Most cases of polyhydramnios are mild. Amniotic fluid volume increase during pregnancy, the actual volume that constitutes polyhydramnios is dependent on the gestational age of the fetus. Amniotic fluid may have gradually built up during the later stages of pregnancy. Normally, this won’t cause any problems and will go away on its own.
However, severe polyhydramnios may cause outward symptoms, such as shortness of breath, swelling in the feet, ankles, and vulva, and decreased urine production.
Fetuses with polyhydramnios are at risk for a number of other problems including cord prolapse, placental abruption, premature birth, and perinatal death.
Causes of Polyhydramnios
In some cases, polyhydramnios is a symptom of another condition or underlying health issue.
- Rh incompatibility (mother and baby’s blood types are incompatible)
- Fetal anemia (low red blood cell count in the fetus)
- Maternal diabetes
- Genetic conditions
- Complications due to multiple gestation
If left untreated, severe polyhydramnios may increase the chances of complications, such as macrosomia, preterm labor and birth, and placental abruption. Whatever the problem, the earlier it starts, the more time it has to build up excessive fluid, increasing the chances of complication.
Fortunately, your OB-GYN should be able to catch polyhydramnios with a routine ultrasound. If we suspect polyhydramnios, we may need to perform further tests to diagnose the precise cause of the condition.
Treatments for Polyhydramnios
Usually, treating polyhydramnios is as simple as treating the underlying problem causing it.

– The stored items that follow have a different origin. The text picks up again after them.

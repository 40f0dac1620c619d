#[cfg(debug_assertions)]
use crate::engine::DebugDraw;
use crate::engine::{Image, Point, Rect, Renderer, Sheet, Size};
use crate::sprite::state::{Heading, IsFalling, IsJumping, PlayerContext, PlayerState};
use crate::sprite::{self, Animation, SpriteState, DEFAULT_PLAYER_SIZE, PLAYER_SCALE};
use std::rc::Rc;

/// ┌──────────────── State Transition Flow ──────────────────┐
/// │  From State  →  Event          →  To State              │
/// ├─────────────────────────────────────────────────────────┤
/// │  Idle        →  Run(Left/Right)→  Walking               │
/// │  Walking     →  Run(Still)     →  Idle                  │
/// │  Idle        →  Jump           →  Jumping               │
/// │  Walking     →  Jump           →  Jumping               │
/// │  Jumping     →  Update         →  Falling  (apex)       │
/// │  Jumping     →  Update         →  Idle     (landed)     │
/// │  Falling     →  Update         →  Idle     (landed)     │
/// └─────────────────────────────────────────────────────────┘
#[derive(Debug, Copy, Clone)]
pub enum Event {
    Run(Heading),
    Jump,
    Update(f32),
}

#[derive(Debug, Copy, Clone)]
enum PlayerStateMachine {
    Idle(PlayerState<sprite::Idle>),
    Walking(PlayerState<sprite::Walking>),
    Jumping(PlayerState<sprite::Jumping>),
    Falling(PlayerState<sprite::Falling>),
}

impl From<PlayerState<sprite::Idle>> for PlayerStateMachine {
    fn from(state: PlayerState<sprite::Idle>) -> Self {
        PlayerStateMachine::Idle(state)
    }
}

impl From<PlayerState<sprite::Walking>> for PlayerStateMachine {
    fn from(state: PlayerState<sprite::Walking>) -> Self {
        PlayerStateMachine::Walking(state)
    }
}

impl From<PlayerState<sprite::Jumping>> for PlayerStateMachine {
    fn from(state: PlayerState<sprite::Jumping>) -> Self {
        PlayerStateMachine::Jumping(state)
    }
}

impl From<PlayerState<sprite::Falling>> for PlayerStateMachine {
    fn from(state: PlayerState<sprite::Falling>) -> Self {
        PlayerStateMachine::Falling(state)
    }
}

impl From<IsJumping> for PlayerStateMachine {
    fn from(is_jumping: IsJumping) -> Self {
        match is_jumping {
            IsJumping::Rising(state) => state.into(),
            IsJumping::Apex(state) => state.into(),
            IsJumping::Landed(state) => state.into(),
        }
    }
}

impl From<IsFalling> for PlayerStateMachine {
    fn from(is_falling: IsFalling) -> Self {
        match is_falling {
            IsFalling::Airborne(state) => state.into(),
            IsFalling::Landed(state) => state.into(),
        }
    }
}

impl PlayerStateMachine {
    // consumes the current state and returns the next one, so the old state
    // can't be touched after a transition
    fn transition(self, event: Event) -> Self {
        use PlayerStateMachine::*;
        match (self, event) {
            (Idle(state), Event::Run(Heading::Still)) => state.halt().into(),
            (Idle(state), Event::Run(heading)) => state.walk(heading).into(),
            (Walking(state), Event::Run(Heading::Still)) => state.stop().into(),
            (Walking(state), Event::Run(heading)) => state.steer(heading).into(),
            (Jumping(state), Event::Run(heading)) => state.steer(heading).into(),
            (Falling(state), Event::Run(heading)) => state.steer(heading).into(),

            (Idle(state), Event::Jump) => state.jump().into(),
            (Walking(state), Event::Jump) => state.jump().into(),

            (Idle(state), Event::Update(seconds)) => state.update(seconds).into(),
            (Walking(state), Event::Update(seconds)) => state.update(seconds).into(),
            (Jumping(state), Event::Update(seconds)) => state.update(seconds).into(),
            (Falling(state), Event::Update(seconds)) => state.update(seconds).into(),

            // jumping again while airborne is ignored
            (Jumping(_), Event::Jump) | (Falling(_), Event::Jump) => self,
        }
    }

    fn block_at(self, x: f32) -> Self {
        use PlayerStateMachine::*;
        match self {
            Idle(state) => Idle(state.block_at(x)),
            Walking(state) => Walking(state.block_at(x)),
            Jumping(state) => Jumping(state.block_at(x)),
            Falling(state) => Falling(state.block_at(x)),
        }
    }

    fn clamp_x(self, min: f32, max: f32) -> Self {
        use PlayerStateMachine::*;
        match self {
            Idle(state) => Idle(state.clamp_x(min, max)),
            Walking(state) => Walking(state.clamp_x(min, max)),
            Jumping(state) => Jumping(state.clamp_x(min, max)),
            Falling(state) => Falling(state.clamp_x(min, max)),
        }
    }

    fn context(&self) -> &PlayerContext {
        use PlayerStateMachine::*;
        match self {
            Idle(state) => state.context(),
            Walking(state) => state.context(),
            Jumping(state) => state.context(),
            Falling(state) => state.context(),
        }
    }

    fn name(&self) -> &'static str {
        use PlayerStateMachine::*;
        match self {
            Idle(_) => sprite::Idle::name(),
            Walking(_) => sprite::Walking::name(),
            Jumping(_) => sprite::Jumping::name(),
            Falling(_) => sprite::Falling::name(),
        }
    }
}

/// Held direction and jump keys for one update
#[derive(Debug, Copy, Clone, Default, PartialEq)]
pub struct Controls {
    pub left: bool,
    pub right: bool,
    pub up: bool,
}

/// Player sprite sheet and the image it indexes
pub struct SpriteSheet {
    pub sheet: Rc<Sheet>,
    pub image: Image,
}

impl SpriteSheet {
    /// On-screen size of a sheet frame, or the default when it's missing
    pub fn frame_size(&self, key: &str) -> Size {
        self.sheet
            .frames
            .get(key)
            .map(|cell| {
                Size {
                    width: cell.frame.w.into(),
                    height: cell.frame.h.into(),
                }
                .scaled(PLAYER_SCALE)
            })
            .unwrap_or_else(|| {
                log!("Warning: Missing sprite data for frame: {}", key);
                DEFAULT_PLAYER_SIZE
            })
    }
}

/// JumpingMan
/// - control() -> Run / Jump / Update events, once per frame
/// - the state machine owns physics; the level only pushes back on contact
pub struct JumpingMan {
    state: PlayerStateMachine,
}

impl JumpingMan {
    pub fn spawn(position: Point, size: Size, ground: f32) -> Self {
        JumpingMan {
            state: PlayerState::<sprite::Falling>::spawn(position, size, ground).into(),
        }
    }

    /// One frame of input then physics; order matters: steering sets the
    /// velocity the jump and the apex check see
    pub fn control(&mut self, controls: Controls, seconds: f32) {
        let heading = Heading::from_keys(controls.left, controls.right);
        self.state = self.state.transition(Event::Run(heading));
        if controls.up {
            self.state = self.state.transition(Event::Jump);
        }
        self.state = self.state.transition(Event::Update(seconds));
    }

    pub fn block_at(&mut self, x: f32) {
        self.state = self.state.block_at(x);
    }

    pub fn clamp_x(&mut self, min: f32, max: f32) {
        self.state = self.state.clamp_x(min, max);
    }

    // Law of Demeter: callers ask the player, not its context
    pub fn position(&self) -> Point {
        self.state.context().position
    }

    pub fn velocity(&self) -> Point {
        self.state.context().velocity
    }

    pub fn bounding_box(&self) -> Rect {
        Rect::new(self.position(), self.state.context().size)
    }

    pub fn animation(&self) -> Animation {
        self.state.context().animation
    }

    pub fn is_grounded(&self) -> bool {
        self.state.context().is_grounded()
    }

    pub fn state_name(&self) -> &'static str {
        self.state.name()
    }

    pub fn current_frame_name(&self) -> String {
        let context = self.state.context();
        context.animation.frame_key(context.tick)
    }

    pub fn draw(&self, renderer: &Renderer, sprites: Option<&SpriteSheet>, camera_x: f32) {
        let destination = self.bounding_box().scrolled(camera_x);
        let frame_name = self.current_frame_name();
        let cell = sprites.and_then(|sprites| Some((sprites, sprites.sheet.frames.get(&frame_name)?)));

        match cell {
            Some((sprites, cell)) => {
                let frame = Rect::from(cell.frame);
                if self.state.context().facing_left {
                    renderer.draw_sprite_flipped(&sprites.image, &frame, &destination);
                } else {
                    renderer.draw_sprite(&sprites.image, &frame, &destination);
                }
            }
            None => renderer.fill_rect(&destination, "#3366CC"),
        }

        #[cfg(debug_assertions)]
        destination.draw_debug(renderer);
    }
}

#[cfg(test)]
mod tests {
    use super::*;
    use crate::sprite::state::{AIR_CONTROL, LEFT_SPEED, RIGHT_SPEED};
    use approx::assert_relative_eq;

    const GROUND: f32 = 490.0;
    const STEP: f32 = 1.0 / 60.0;

    fn grounded_player() -> JumpingMan {
        let mut player = JumpingMan::spawn(Point { x: 100.0, y: GROUND - 160.0 }, DEFAULT_PLAYER_SIZE, GROUND);
        for _ in 0..10 {
            player.control(Controls::default(), STEP);
        }
        assert!(player.is_grounded());
        player
    }

    #[test]
    fn spawned_player_falls_then_lands_idle() {
        let mut player = JumpingMan::spawn(Point { x: 100.0, y: 100.0 }, DEFAULT_PLAYER_SIZE, GROUND);
        assert_eq!(player.state_name(), "falling");
        for _ in 0..120 {
            player.control(Controls::default(), STEP);
        }
        assert_eq!(player.state_name(), "idle");
        assert_eq!(player.animation(), Animation::Idle);
        assert_relative_eq!(player.bounding_box().bottom(), GROUND);
    }

    #[test]
    fn grounded_speeds_are_asymmetric() {
        let mut player = grounded_player();
        player.control(Controls { right: true, ..Controls::default() }, STEP);
        assert_eq!(player.state_name(), "walking");
        assert_eq!(player.animation(), Animation::Walk);
        assert_relative_eq!(player.velocity().x, RIGHT_SPEED);

        player.control(Controls { left: true, ..Controls::default() }, STEP);
        assert_relative_eq!(player.velocity().x, -LEFT_SPEED);

        player.control(Controls::default(), STEP);
        assert_eq!(player.state_name(), "idle");
        assert_relative_eq!(player.velocity().x, 0.0);
    }

    #[test]
    fn airborne_steering_is_sixty_percent() {
        let mut player = grounded_player();
        player.control(Controls { up: true, right: true, ..Controls::default() }, STEP);
        assert_eq!(player.state_name(), "jumping");
        player.control(Controls { right: true, ..Controls::default() }, STEP);
        assert_relative_eq!(player.velocity().x, RIGHT_SPEED * AIR_CONTROL);

        player.control(Controls { left: true, ..Controls::default() }, STEP);
        assert_relative_eq!(player.velocity().x, -LEFT_SPEED * AIR_CONTROL);
    }

    #[test]
    fn jump_plays_until_apex_then_walks_when_moving() {
        let mut player = grounded_player();
        player.control(Controls { up: true, ..Controls::default() }, STEP);
        assert_eq!(player.animation(), Animation::Jump);

        let held = Controls { right: true, ..Controls::default() };
        let mut frames = 0;
        while player.state_name() == "jumping" {
            assert_eq!(player.animation(), Animation::Jump);
            assert!(player.velocity().y <= 0.0);
            player.control(held, STEP);
            frames += 1;
            assert!(frames < 120, "never reached the apex");
        }
        assert_eq!(player.state_name(), "falling");
        assert_eq!(player.animation(), Animation::Walk);
        assert!(player.velocity().y > 0.0);
    }

    #[test]
    fn apex_without_keys_switches_to_idle() {
        let mut player = grounded_player();
        player.control(Controls { up: true, ..Controls::default() }, STEP);
        while player.state_name() == "jumping" {
            player.control(Controls::default(), STEP);
        }
        assert_eq!(player.animation(), Animation::Idle);
    }

    #[test]
    fn holding_up_in_the_air_does_not_jump_again() {
        let mut player = grounded_player();
        let up = Controls { up: true, ..Controls::default() };
        player.control(up, STEP);
        let rising = player.velocity().y;
        player.control(up, STEP);
        assert!(player.velocity().y > rising, "gravity only, no second impulse");
    }

    #[test]
    fn landing_forces_idle_and_allows_the_next_jump() {
        let mut player = grounded_player();
        let held = Controls { right: true, up: true, ..Controls::default() };
        player.control(held, STEP);
        let mut frames = 0;
        while !player.is_grounded() {
            player.control(Controls { right: true, ..Controls::default() }, STEP);
            frames += 1;
            assert!(frames < 240, "never landed");
        }
        assert_eq!(player.state_name(), "idle");
        assert_eq!(player.animation(), Animation::Idle);

        player.control(Controls { up: true, ..Controls::default() }, STEP);
        assert_eq!(player.state_name(), "jumping");
    }

    #[test]
    fn blocking_stops_horizontal_motion_without_changing_state() {
        let mut player = grounded_player();
        player.control(Controls { right: true, ..Controls::default() }, STEP);
        player.block_at(250.0);
        assert_eq!(player.state_name(), "walking");
        assert_relative_eq!(player.position().x, 250.0);
        assert_relative_eq!(player.velocity().x, 0.0);
    }

    #[test]
    fn clamp_keeps_player_inside_the_world() {
        let mut player = grounded_player();
        player.clamp_x(150.0, 1000.0);
        assert_relative_eq!(player.position().x, 150.0);
    }
}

For example, if we determine that the excess fluid is caused by maternal diabetes, then successfully treating the mother’s diabetes should resolve the polyhydramnios.
Doctors can measure the amount of fluid through a few different methods, most commonly through amniotic fluid index (AFI) evaluation or deep pocket measurements.
However, your doctor may recommend treatment that directly targets the build-up of fluid.
Draining the surplus amniotic fluid
An amniocentesis can relieve the uterus of excess fluid. Sometimes more than one amniocentesis is required; this process is called amnioreduction.
The oral medication Indocin can cut down on the baby’s urine production, which will decrease the amount of amniotic fluid. However, this drug is not recommended for use after 31 weeks of pregnancy and carries some risk for fetal heart problems. The baby’s heart will need to be carefully monitored with a Doppler ultrasound or an echocardiogram.
Your doctor will continue to measure your amniotic fluid every 1-3 weeks. Usually, pregnancies with mild and moderate polyhydramnios will be able to be carried to full term. However, in serious cases of polyhydramnios, labor may be induced early to avoid complications.
If you are suffering from Oligohydramnios or Polyhydramnios and have questions about it, please discuss them your doctor.